【环球时报记者 邢晓婧】编者的话:10年前的今天,日本发生9.0级特大地震,引发巨大海啸与核泄漏,2.2万人丧失生命,50万人流离失所。恐惧生根发芽,流言四起,灾区民众被怀疑身上“有辐射”……这是二战结束以来日本面临的最严峻的一场灾难。就在本月9日,即“3·11东日本大地震”10周年前夕,日本政府通过新的复兴方针,将2021年度至2025年度定为“第二个复兴和创生期”。日本给国际社会的印象一向是一个先进、强大的国家,但让外界吃惊的是,其灾后重建却步履蹒跚,10年时间过去,依然没有“走出来”,普通民众的信心也大受影响。近日,《环球时报》记者采访一些日本人士,通过他们的讲述再看这场灾难、过去这十年以及日本的未来。
“看不见的怪物将永远存在”
“快跑!”“往高处跑!”相原瞳生活在日本宫城县名取市,十年来,这一幕在她的脑海中无数次闪现。如果时间可以按下后退键,她想这样冲自己的初中同学铃木茜大喊,一遍又一遍,直到声嘶力竭。
相原瞳和铃木茜那时是前后桌,亲如姐妹。2011年3月11日上午,还在念初二的她们参加了高年级同学的毕业典礼。事后,相原瞳留校准备下午的课外活动,铃木茜则回了家。临别时,两人像平时一样说了“再见!”

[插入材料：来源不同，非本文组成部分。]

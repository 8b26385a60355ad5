//! Scan task tracking.
//!
//! A trigger runs the power pipeline and, when an OSNR plan is loaded,
//! the OSNR pipeline. Both finish independently; each reports completion
//! by copying the trigger's sequence number into its `SEQARR` slot.

use std::fmt;

use hrocm_wire::frame::{Header, Pipeline};

/// Progress of the last triggered scan, as seen by one header poll.
#[derive(Debug, Clone, Copy, PartialEq, Eq)]
pub enum ScanStatus {
    /// No scan has been started, or its results were already read.
    Idle,
    /// At least one triggered pipeline has not finished.
    Pending,
    /// Every triggered pipeline has finished.
    Finished,
    /// The header could not be read, so progress is unknown.
    Indeterminate,
}

impl fmt::Display for ScanStatus {
    fn fmt(&self, f: &mut fmt::Formatter<'_>) -> fmt::Result {
        let name = match self {
            ScanStatus::Idle => "idle",
            ScanStatus::Pending => "pending",
            ScanStatus::Finished => "finished",
            ScanStatus::Indeterminate => "indeterminate",
        };
        f.write_str(name)
    }
}

/// Sequence numbers of the last trigger, per pipeline.
#[derive(Debug, Clone, Copy, Default, PartialEq, Eq)]
pub struct TaskTracker {
    power: u32,
    osnr: u32,
    mask: u32,
    valid: bool,
}

impl TaskTracker {
    pub fn new() -> Self {
        Self::default()
    }

    /// Remember a trigger with `sequence` covering the pipelines in `mask`.
    pub fn record_trigger(&mut self, sequence: u32, mask: u32) {
        self.power = sequence;
        self.osnr = sequence;
        self.mask = mask;
        self.valid = true;
    }

    /// Forget the in-flight scan. Called when the plan changes or the
    /// results have been read.
    pub fn invalidate(&mut self) {
        self.valid = false;
    }

    /// Returns `true` while a started scan has not been read.
    pub fn is_valid(&self) -> bool {
        self.valid
    }

    /// Task mask of the last trigger.
    pub fn mask(&self) -> u32 {
        self.mask
    }

    /// Tracked sequence number of `pipeline`, if it takes part in scans.
    pub fn sequence(&self, pipeline: Pipeline) -> Option<u32> {
        match pipeline {
            Pipeline::Power => Some(self.power),
            Pipeline::Osnr => Some(self.osnr),
            _ => None,
        }
    }

    /// Pipelines the last trigger started, power first.
    pub fn triggered(&self) -> impl Iterator<Item = (Pipeline, u32)> + '_ {
        [Pipeline::Power, Pipeline::Osnr]
            .into_iter()
            .filter(|p| p.in_mask(self.mask))
            .filter_map(|p| self.sequence(p).map(|seq| (p, seq)))
    }

    /// Judge progress from one freshly polled header.
    pub fn status(&self, header: &Header) -> ScanStatus {
        if !self.valid {
            return ScanStatus::Idle;
        }
        if header.sequence != self.power && header.sequence != self.osnr {
            return ScanStatus::Pending;
        }
        if header.is_pending() {
            return ScanStatus::Pending;
        }
        if self
            .triggered()
            .any(|(pipeline, seq)| header.completed(pipeline) != seq)
        {
            return ScanStatus::Pending;
        }
        ScanStatus::Finished
    }
}
//! # hrocm -- High-Resolution Optical Channel Monitor driver
//!
//! `hrocm` is an asynchronous Rust library for driving high-resolution
//! optical channel monitor modules over a polled SPI link. It uploads
//! channel plans, triggers power and OSNR scans, and returns per-channel
//! results in physical units.
//!
//! ## Quick Start
//!
//! ```no_run
//! use hrocm::{ChannelPlan, HrocmBuilder, OsnrParameters, Transport, VectorKey};
//!
//! # async fn example(adapter: Box<dyn Transport>) -> anyhow::Result<()> {
//! let mut device = HrocmBuilder::new().build_with_transport(adapter).await?;
//! device.ensure_initialized().await?;
//!
//! let grid = device.grid()?;
//! let plan = ChannelPlan::itu(&grid, 191.35, 0.05, 96, Some(&OsnrParameters::default()))?;
//! device.set_channel_plan(plan).await?;
//!
//! device.run_full_scan().await?;
//! for (f, p) in device
//!     .get_vector(VectorKey::ScanCenter)
//!     .await?
//!     .iter()
//!     .zip(device.get_vector(VectorKey::ScanPower).await?)
//! {
//!     println!("{f:.4} THz  {p:6.1} dBm");
//! }
//! # Ok(())
//! # }
//! ```
//!
//! ## Architecture
//!
//! The library is organized as a workspace of focused crates:
//!
//! | Crate                 | Purpose                                           |
//! |-----------------------|---------------------------------------------------|
//! | `hrocm-core`          | [`Transport`] trait, errors, diagnostics log      |
//! | `hrocm-wire`          | Frame codec, payload records, unit conversion     |
//! | `hrocm-transport`     | Binary exchange log: recorder, reader, replay     |
//! | `hrocm-device`        | Protocol engine, channel plans, [`HrocmDevice`]   |
//! | `hrocm-test-harness`  | Scripted mock and simulated module for tests      |
//! | **`hrocm`**           | This facade crate -- re-exports everything        |
//!
//! ## Transports
//!
//! The library does not ship an SPI adapter driver. Implement
//! [`Transport`] for your adapter: each `transfer` shifts out `tx` and
//! shifts in an `rx` of the same length. Wrap it in a
//! [`BinLogTransport`](transport::BinLogTransport) (or use
//! [`HrocmBuilder::exchange_log`]) to record every exchange for offline
//! analysis, and feed a recorded log to
//! [`ReplayTransport`](transport::ReplayTransport) to reproduce a session.
//!
//! ## Diagnostics
//!
//! Every failed operation returns an [`Error`] and also appends an entry to
//! the session's diagnostics log, drained with
//! [`HrocmDevice::take_last_error`]. Link-level recoveries (bad magic, CRC
//! failures, retransmits) are counted in [`LinkCounters`]. Structured
//! logging goes through `tracing`; install a subscriber to see it.

pub use hrocm_core::*;

pub use hrocm_device::{
    ChannelPlan, HrocmBuilder, HrocmDevice, NumericKey, OsnrParameters, RetryPolicy, ScanData,
    ScanStatus, TextKey, VectorKey,
};

/// Wire format: frames, opcodes, payload records, units.
pub mod wire {
    pub use hrocm_wire::*;
}

/// Binary exchange log and replay.
pub mod transport {
    pub use hrocm_transport::*;
}

/// Protocol engine and session internals.
pub mod device {
    pub use hrocm_device::*;
}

下午2时46分,巨震和海啸袭来。由于学校离海边较远,相原瞳躲过一劫,但她突然想到铃木茜的家就在海边。当时情况极为混乱,通讯中断,她未能与铃木茜取得联系。两周后,学校的老师带来一个坏消息——铃木茜及其家人几乎全部被海啸卷走。一个月后,救援队找到了铃木茜的遗体。
现年24岁的相原瞳在接受《环球时报》记者采访时回忆说,很多人没想到地震会引发海啸,做出误判,选择回家避难,因此酿成巨大惨剧。她花了好几年时间说服自己接受好友离世的现实。在近期的一场“3·11地震”十周年中日青年线上交流会上,相原瞳分享了自己的心路历程。她说,她不希望铃木茜白白牺牲,活着的人要懂得从中吸取教训。为了世界各地发生灾难时尽可能减少人员伤亡,她正在认真学习,努力讲述。
在日本人的认知当中,学校是天然的避难所,几乎所有防灾手册里都会标注附近学校的位置。相原瞳也曾设想过,假如铃木茜当天留在学校,是不是就不会天人永隔?而实际上,在那场大地震中,一桩让人痛心的惨案恰恰发生在校园里。
宫城县石卷市的大川小学本来有108个学生,海啸发生时有78个孩子在校,其中74个孩子及11位老师中的10人不幸遇难。地震刚发生时,有学生想跑到学校南侧的后山上,但遭到老师训斥;有家长来接孩子回家,被老师以“学校更安全”为由拒绝。老师们花了40多分钟商量对策,最终决定带领学生撤离到一处三角地带。那时海浪已经越过堤坝,一口吞下迎面而来的师生……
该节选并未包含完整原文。